▶ _INSTRUCTIONS FOR THE TASK_
From the first line through the line containing "history entries and", transcribe the records exactly and include no other lines.

▶ _RECORDS TO USE_
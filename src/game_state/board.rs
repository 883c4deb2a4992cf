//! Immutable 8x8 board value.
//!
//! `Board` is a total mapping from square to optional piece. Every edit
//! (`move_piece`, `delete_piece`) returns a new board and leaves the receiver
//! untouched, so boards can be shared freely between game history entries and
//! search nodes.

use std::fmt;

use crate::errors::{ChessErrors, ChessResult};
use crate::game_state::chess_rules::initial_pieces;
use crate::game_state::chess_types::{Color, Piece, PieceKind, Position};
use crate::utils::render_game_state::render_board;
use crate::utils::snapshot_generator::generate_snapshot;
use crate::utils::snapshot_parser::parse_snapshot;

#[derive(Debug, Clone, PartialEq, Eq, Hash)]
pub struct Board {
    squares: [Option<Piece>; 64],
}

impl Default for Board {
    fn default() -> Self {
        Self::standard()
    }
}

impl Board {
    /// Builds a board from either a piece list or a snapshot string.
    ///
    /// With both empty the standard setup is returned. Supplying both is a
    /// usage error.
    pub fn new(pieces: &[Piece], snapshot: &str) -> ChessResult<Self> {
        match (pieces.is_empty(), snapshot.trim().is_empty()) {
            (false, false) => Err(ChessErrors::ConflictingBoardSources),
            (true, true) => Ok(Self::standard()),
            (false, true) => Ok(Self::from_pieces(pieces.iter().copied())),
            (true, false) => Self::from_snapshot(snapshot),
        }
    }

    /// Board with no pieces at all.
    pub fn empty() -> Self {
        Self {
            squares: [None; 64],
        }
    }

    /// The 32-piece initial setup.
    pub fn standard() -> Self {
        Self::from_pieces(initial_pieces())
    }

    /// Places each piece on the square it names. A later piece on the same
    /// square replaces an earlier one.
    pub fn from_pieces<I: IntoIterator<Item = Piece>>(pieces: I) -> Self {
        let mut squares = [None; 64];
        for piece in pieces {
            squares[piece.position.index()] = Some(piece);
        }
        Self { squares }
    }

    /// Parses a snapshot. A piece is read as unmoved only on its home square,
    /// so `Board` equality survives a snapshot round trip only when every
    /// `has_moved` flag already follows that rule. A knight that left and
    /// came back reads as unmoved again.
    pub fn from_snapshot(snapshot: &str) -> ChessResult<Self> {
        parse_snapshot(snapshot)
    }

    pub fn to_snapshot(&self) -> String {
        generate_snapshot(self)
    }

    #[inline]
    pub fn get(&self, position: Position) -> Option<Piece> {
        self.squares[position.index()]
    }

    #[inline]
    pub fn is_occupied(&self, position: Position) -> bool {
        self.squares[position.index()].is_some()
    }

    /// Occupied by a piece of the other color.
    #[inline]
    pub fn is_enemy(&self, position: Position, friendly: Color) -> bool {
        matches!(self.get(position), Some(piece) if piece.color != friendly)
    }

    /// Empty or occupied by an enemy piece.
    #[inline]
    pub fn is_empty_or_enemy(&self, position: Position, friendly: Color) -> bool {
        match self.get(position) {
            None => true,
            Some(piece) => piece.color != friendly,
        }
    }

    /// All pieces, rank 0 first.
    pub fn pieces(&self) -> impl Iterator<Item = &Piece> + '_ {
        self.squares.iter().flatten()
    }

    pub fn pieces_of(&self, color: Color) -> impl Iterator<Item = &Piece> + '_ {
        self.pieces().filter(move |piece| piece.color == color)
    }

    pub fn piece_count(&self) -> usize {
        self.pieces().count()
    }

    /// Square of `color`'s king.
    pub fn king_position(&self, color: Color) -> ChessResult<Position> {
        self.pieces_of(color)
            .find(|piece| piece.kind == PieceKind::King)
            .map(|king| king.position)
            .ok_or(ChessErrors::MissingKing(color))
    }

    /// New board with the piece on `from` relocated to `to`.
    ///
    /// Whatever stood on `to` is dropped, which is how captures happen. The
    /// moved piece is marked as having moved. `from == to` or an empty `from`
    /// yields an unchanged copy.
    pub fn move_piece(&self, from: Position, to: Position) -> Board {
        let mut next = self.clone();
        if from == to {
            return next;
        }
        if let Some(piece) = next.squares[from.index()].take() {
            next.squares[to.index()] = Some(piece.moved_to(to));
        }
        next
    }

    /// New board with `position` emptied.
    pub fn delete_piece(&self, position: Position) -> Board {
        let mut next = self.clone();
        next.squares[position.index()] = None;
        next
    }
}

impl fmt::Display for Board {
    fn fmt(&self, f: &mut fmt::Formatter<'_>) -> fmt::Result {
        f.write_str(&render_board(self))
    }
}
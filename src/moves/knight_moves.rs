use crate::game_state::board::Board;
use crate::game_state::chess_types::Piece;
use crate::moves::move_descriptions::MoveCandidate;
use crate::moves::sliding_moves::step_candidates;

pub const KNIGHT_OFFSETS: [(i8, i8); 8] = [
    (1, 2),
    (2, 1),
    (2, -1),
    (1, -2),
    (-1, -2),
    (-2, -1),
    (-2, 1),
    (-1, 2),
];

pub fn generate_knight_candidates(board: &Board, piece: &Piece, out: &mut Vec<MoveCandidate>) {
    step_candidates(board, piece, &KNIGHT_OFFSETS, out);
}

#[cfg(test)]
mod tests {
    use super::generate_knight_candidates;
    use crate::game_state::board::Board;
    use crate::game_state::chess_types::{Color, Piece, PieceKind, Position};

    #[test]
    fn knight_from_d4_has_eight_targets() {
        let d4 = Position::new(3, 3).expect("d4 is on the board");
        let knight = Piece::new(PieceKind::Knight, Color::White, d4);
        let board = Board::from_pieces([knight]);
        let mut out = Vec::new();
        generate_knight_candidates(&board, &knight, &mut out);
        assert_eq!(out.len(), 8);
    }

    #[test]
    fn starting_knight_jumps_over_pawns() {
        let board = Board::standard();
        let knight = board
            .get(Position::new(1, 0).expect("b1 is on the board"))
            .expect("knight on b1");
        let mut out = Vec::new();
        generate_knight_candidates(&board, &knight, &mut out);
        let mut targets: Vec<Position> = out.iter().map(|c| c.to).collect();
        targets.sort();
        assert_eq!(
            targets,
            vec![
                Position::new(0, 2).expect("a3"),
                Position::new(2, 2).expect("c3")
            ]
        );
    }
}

▶ _WRITTEN ANSWER_
filename src/game_state/board.rs
repository 883c4deb2a4992cf
//! Immutable 8x8 board value.
//!
//! `Board` is a total mapping from square to optional piece. Every edit
//! (`move_piece`, `delete_piece`) returns a new board and leaves the receiver
//! untouched, so boards can be shared freely between game history entries and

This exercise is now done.